Проезжаем мимо пасущегося на лугу табуна. А вот и Равук, где нам должны сменить лошадей. Около дома старосты отдаю поводья проводнику и вхожу в дом. Как обычно, сыплются вопросы: кто, откуда, зачем? С местными разговариваю через людей, понимающих индонезийский. Мучит жажда, но пить воду не решаюсь, а кокосовых орехов или туака не предлагают. Мой проводник тоже хочет пить. Ему приносят воду в очаровательном глиняном кувшинчике с маленьким носиком, при виде которого во мне разгорается страсть коллекционера. Но тут же приходит здравая мысль: никаких покупок! Все, что приобретено в Палуе, сейчас находится в Маумере, следующие покупки могут быть сделаны только в Энде. Мой рюкзак и без того весит больше, чем в состоянии выдержать не только человеческая, но и лошадиная спина. Тропики, жара, горы. Только этого горшка мне не хватает.

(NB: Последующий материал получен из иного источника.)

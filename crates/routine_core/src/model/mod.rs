mod reminder;
mod task;

pub use reminder::{Reminder, ReminderStatus, TimerMode};
pub use task::{TaskInstance, TaskStatus};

Видя, с какой жадностью мой проводник пьет сырую воду, напоминаю ему о диете и о том, что от употребления сырой воды следует воздержаться.

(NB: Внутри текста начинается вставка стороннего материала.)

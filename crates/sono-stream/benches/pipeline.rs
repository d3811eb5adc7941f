use std::hint::black_box;

use criterion::{Criterion, criterion_group, criterion_main};
use sono_core::normalize::normalize;
use sono_stream::fft::FftPipeline;

fn bench_fft(c: &mut Criterion) {
    let mut fft = FftPipeline::new(1024);
    let samples: Vec<f32> = (0..1024).map(|i| (i as f32 * 0.05).sin()).collect();
    let mut out = vec![0.0f32; 1024];
    c.bench_function("fft_1024_db", |b| {
        b.iter(|| fft.process_db(black_box(&samples), &mut out));
    });
}

fn bench_normalize(c: &mut Criterion) {
    // Une fenêtre de classification complète (43 frames de 232 bins).
    let data: Vec<f32> = (0..43 * 232).map(|i| ((i % 97) as f32) - 48.0).collect();
    c.bench_function("normalize_window", |b| {
        b.iter(|| normalize(black_box(&data)));
    });
}

criterion_group!(benches, bench_fft, bench_normalize);
criterion_main!(benches);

— Но я хочу пить, — отвечает он с укором.
Что поделаешь? В конце концов это его живот, а не мой, и если он так же часто будет слезать с лошади, как делал это до сих пор, лошадь отдохнет.

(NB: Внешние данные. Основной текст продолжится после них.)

impl FeatureExtractor {
    /// Crée un extracteur avec une configuration validée et un scorer.
    ///
    /// # Errors
    /// `CoreError::Config` si la configuration viole un invariant.
    pub fn new(config: ExtractorConfig, scorer: Box<dyn Scorer>) -> Result<Self, CoreError> {
        config.validate()?;
        Ok(Self {
            config,
            state: State::Idle(scorer),
        })
    }

    /// Configuration du pipeline.
    #[must_use]
    pub fn config(&self) -> &ExtractorConfig {
        &self.config
    }

    /// `true` si une session de streaming est active.
    #[must_use]
    pub fn is_streaming(&self) -> bool {
        matches!(self.state, State::Streaming { .. })
    }

    /// Démarre une session de streaming sur `source`.
    ///
    /// # Errors
    /// `StreamError::AlreadyStreaming` si une session est déjà active ;
    /// `StreamError::Thread` si le thread ne peut pas être lancé.
    pub fn start(&mut self, source: Box<dyn SpectralSource>) -> Result<(), StreamError> {
        if !matches!(self.state, State::Idle(_)) {
            return Err(StreamError::AlreadyStreaming);
        }

        let width = self.config.frame_width();
        let num_frames = self.config.num_frames_per_spectrogram;
        let freq_queue = FrameQueue::new(num_frames, width)?;
        let time_queue = if self.config.include_raw_audio {
            Some(FrameQueue::new(num_frames, self.config.fft_size)?)
        } else {
            None
        };
        let tracker = FireTracker::new(
            self.config.period_ticks(),
            self.config.suppression_ticks(),
        )?;

        let sampling = SamplingLoop {
            config: self.config.clone(),
            source,
            freq_queue,
            time_queue,
            tracker,
            freq_buf: vec![0.0; self.config.fft_size],
            time_buf: vec![0.0; self.config.fft_size],
        };

        let State::Idle(scorer) = std::mem::replace(&mut self.state, State::Poisoned) else {
            return Err(StreamError::AlreadyStreaming);
        };

        let (cmd_tx, cmd_rx) = flume::bounded(1);
        match thread::Builder::new()
            .name("sono-extract".to_string())
            .spawn(move || sampling.run(scorer, &cmd_rx))
        {
            Ok(handle) => {
                self.state = State::Streaming { cmd_tx, handle };
                log::debug!(
                    "Streaming démarré : période {} ticks, suppression {} ticks",
                    self.config.period_ticks(),
                    self.config.suppression_ticks()
                );
                Ok(())
            }
            Err(e) => Err(StreamError::Thread(e.to_string())),
        }
    }

    /// Arrête la session : annule l'échantillonnage, rejoint le thread et
    /// libère la source audio.
    ///
    /// Restitue l'erreur du scorer si c'est elle qui a terminé la boucle.
    ///
    /// # Errors
    /// `StreamError::NotStreaming` sans session active.
    pub fn stop(&mut self) -> Result<(), StreamError> {
        match std::mem::replace(&mut self.state, State::Poisoned) {
            State::Streaming { cmd_tx, handle } => {
                // Le thread a pu se terminer seul (erreur scorer) ;
                // l'échec d'envoi est alors attendu.
                let _ = cmd_tx.send(Command::Stop);
                let (scorer, outcome) = handle
                    .join()
                    .map_err(|_| StreamError::Thread("le thread d'échantillonnage a paniqué".into()))?;
                self.state = State::Idle(scorer);
                outcome
            }
            other => {
                self.state = other;
                Err(StreamError::NotStreaming)
            }
        }
    }
}

/// État embarqué par le thread d'échantillonnage.
struct SamplingLoop {
    config: ExtractorConfig,
    source: Box<dyn SpectralSource>,
    freq_queue: FrameQueue,
    time_queue: Option<FrameQueue>,
    tracker: FireTracker,
    freq_buf: Vec<f32>,
    time_buf: Vec<f32>,
}

impl SamplingLoop {
    fn run(mut self, mut scorer: Box<dyn Scorer>, cmd_rx: &flume::Receiver<Command>) -> LoopOutcome {
        let period = self.config.frame_period();
        let mut next_tick = Instant::now() + period;
        loop {
            match cmd_rx.try_recv() {
                Ok(Command::Stop) | Err(flume::TryRecvError::Disconnected) => {
                    return (scorer, Ok(()));
                }
                Err(flume::TryRecvError::Empty) => {}
            }

            if let Err(e) = self.tick(scorer.as_mut()) {
                log::error!("Session terminée sur erreur : {e}");
                return (scorer, Err(e));
            }

            // Cadence au plus près de l'horloge murale, sans dérive.
            let now = Instant::now();
            if next_tick > now {
                thread::sleep(next_tick - now);
            }
            next_tick += period;
        }
    }

    fn tick(&mut self, scorer: &mut dyn Scorer) -> Result<(), StreamError> {
        self.source.frequency_frame(&mut self.freq_buf);
        if self.freq_buf.first().is_some_and(|v| v.is_infinite() && v.is_sign_negative()) {
            // Pas de signal : tick sauté, la porte n'avance pas.
            return Ok(());
        }

        let width = self.freq_queue.width();
        self.freq_queue.push(self.freq_buf[..width].to_vec())?;
        if let Some(queue) = self.time_queue.as_mut() {
            self.source.waveform_frame(&mut self.time_buf);
            queue.push(self.time_buf.clone())?;
        }

        if self.tracker.tick() && self.freq_queue.is_full() {
            let num_frames = self.config.num_frames_per_spectrogram;
            let normalized = normalize(&self.freq_queue.flatten());
            let spectrogram = FeatureTensor::right_aligned(normalized, num_frames, width);
            let waveform = self.time_queue.as_ref().map(|q| {
                WaveformTensor::right_aligned(q.flatten(), num_frames * self.config.fft_size)
            });

            let decision = scorer
                .score(&spectrogram, waveform.as_ref())
                .map_err(StreamError::Scorer)?;
            log::trace!("Tir au tick {} : {:?}", self.tracker.ticks(), decision.scores);
            if decision.suppress {
                self.tracker.suppress();
            }
        }
        Ok(())
    }
}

Неясно, то ли хлынет дождь, то ли будет солнце. Я бы, конечно, не поехал в горы под ливнем. Между тем дом наполняется людьми, приносят бетель. Любители с удовольствием начинают жевать, сплевывая красную слюну и стараясь попасть в щели бамбукового пола. Кто не жует бетель, курит сигареты. Один из молодых людей старательно режет парангом пальмовые листья на самокрутку.
Тучи всё-таки рассеялись — пора в путь. Мой проводник, растроганный радушным приемом, который ему здесь оказали, заявил, что дальше не поедет, а я могу догнать носильщиков и с ними продолжить путешествие. Так я и сделаю. Из деревни действительно недавно вышли двое с моим рюкзаком.
Вскоре я их нагнал. Один подошел к какому-то заграждению, вывел коня, погрузил ему на спину мой рюкзак, взгромоздился сам, и мы поехали дальше. Второй носильщик вернулся домой. Встречные приветствовали нас словами:
— Селамат соре, патер. (Добрый день, отец.)
Если иностранец, то обязательно патер. Вот идет красивая молодая женщина, улыбается мне, и сразу исчезает все ее очарование: красный от бетеля рот, черные, источенные зубы.
Наконец мы прибыли в Вангку. Минуем стадион, где о чем-то горячо спорят спортсмены. Некоторые в школьной форме: белые рубашки и голубые брюки. Увидев нас, подбегают. Любопытство бьет через край.
— Селамат соре. Даримана? (Добрый вечер. Откуда?)
— Дари Поландия! (Из Польши!)
— О, патер дари Поландия! (О, патер из Польши!)
Ребята с веселым гомоном провожают нас до миссии, откуда, привлеченный шумом, уже выходит молодой мужчина в голубых брюках. Улыбаясь, протягивает мне руку.